Ceph_ implements its own HA, all you need is enough controller nodes
running Ceph Monitor service to `form a quorum
<http://ceph.com/docs/master/rados/troubleshooting/troubleshooting-mon/>`_,
and enough Ceph OSD nodes to satisfy the `object replication factor
<http://ceph.com/docs/master/rados/operations/pools/>`_.
.. _Ceph: http://ceph.com/docs/master/architecture/
.. image:: /_images/ceph_nodes.*
:width: 80%
:align: center
Swift API relies on the same HAProxy setup with VIP on controller nodes
as the other REST APIs. If don't expect too much data traffic in Swift,
you can also deploy Swift Storage and Proxy services on controller
nodes. For a larger production environment you'll need dedicated nodes:
two for Swift Proxy and at least three for Swift Storage.
Whether or not you'd want separate Swift nodes depends primarily on how
much data you expect to keep there. A simple test is to fully populate
your Swift object store with data and then fail one controller node. If
replication of the degraded Swift objects between the remaining nodes
controller generates enough network traffic, CPU load, or disk I/O to
impact performance of other OpenStack services running on the same
nodes, you should separate Swift from controllers.

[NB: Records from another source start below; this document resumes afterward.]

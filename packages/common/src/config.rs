use serde::{Deserialize, Serialize};

/// Content-model configuration
#[derive(Debug, Clone, Default, PartialEq, Serialize, Deserialize)]
#[serde(rename_all = "camelCase")]
pub struct Config {
    #[serde(default)]
    pub resolver: ResolverConfig,

    #[serde(default)]
    pub css: CssConfig,
}

/// Which node type represents a group shared by several node types
#[derive(Debug, Clone, Copy, Default, PartialEq, Eq, Serialize, Deserialize)]
#[serde(rename_all = "camelCase")]
pub enum GroupTieBreak {
    #[default]
    FirstDeclared,
    LastDeclared,
}

#[derive(Debug, Clone, PartialEq, Serialize, Deserialize)]
#[serde(rename_all = "camelCase")]
pub struct ResolverConfig {
    /// Maximum nesting of node content expansions
    #[serde(default = "default_max_depth")]
    pub max_depth: usize,

    #[serde(default)]
    pub group_tie_break: GroupTieBreak,
}

fn default_max_depth() -> usize {
    32
}

impl Default for ResolverConfig {
    fn default() -> Self {
        Self {
            max_depth: default_max_depth(),
            group_tie_break: GroupTieBreak::default(),
        }
    }
}

#[derive(Debug, Clone, PartialEq, Serialize, Deserialize)]
#[serde(rename_all = "camelCase")]
pub struct CssConfig {
    /// Parse every bundled syntax once when the property table is built
    #[serde(default = "default_true")]
    pub startup_diagnostics: bool,

    /// Drop unknown CSS functions from composite values instead of failing
    #[serde(default = "default_true")]
    pub drop_unknown_functions: bool,
}

fn default_true() -> bool {
    true
}

impl Default for CssConfig {
    fn default() -> Self {
        Self {
            startup_diagnostics: true,
            drop_unknown_functions: true,
        }
    }
}

impl Config {
    pub fn from_json(json: &str) -> anyhow::Result<Self> {
        Ok(serde_json::from_str(json)?)
    }
}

.. image:: /_images/logical-diagram-storage.*
:width: 40%
:align: center
If you select Cinder LVM as the block storage backend for Cinder
volumes, you should have at least one Cinder LVM node. Unlike Swift and
Ceph, Cinder LVM doesn't implement data redundancy across nodes: if a
Cinder node is lost, volumes stored on that node cannot be recovered
from the data stored on other Cinder nodes. If you need your block
storage to be resilient, use Ceph for volumes.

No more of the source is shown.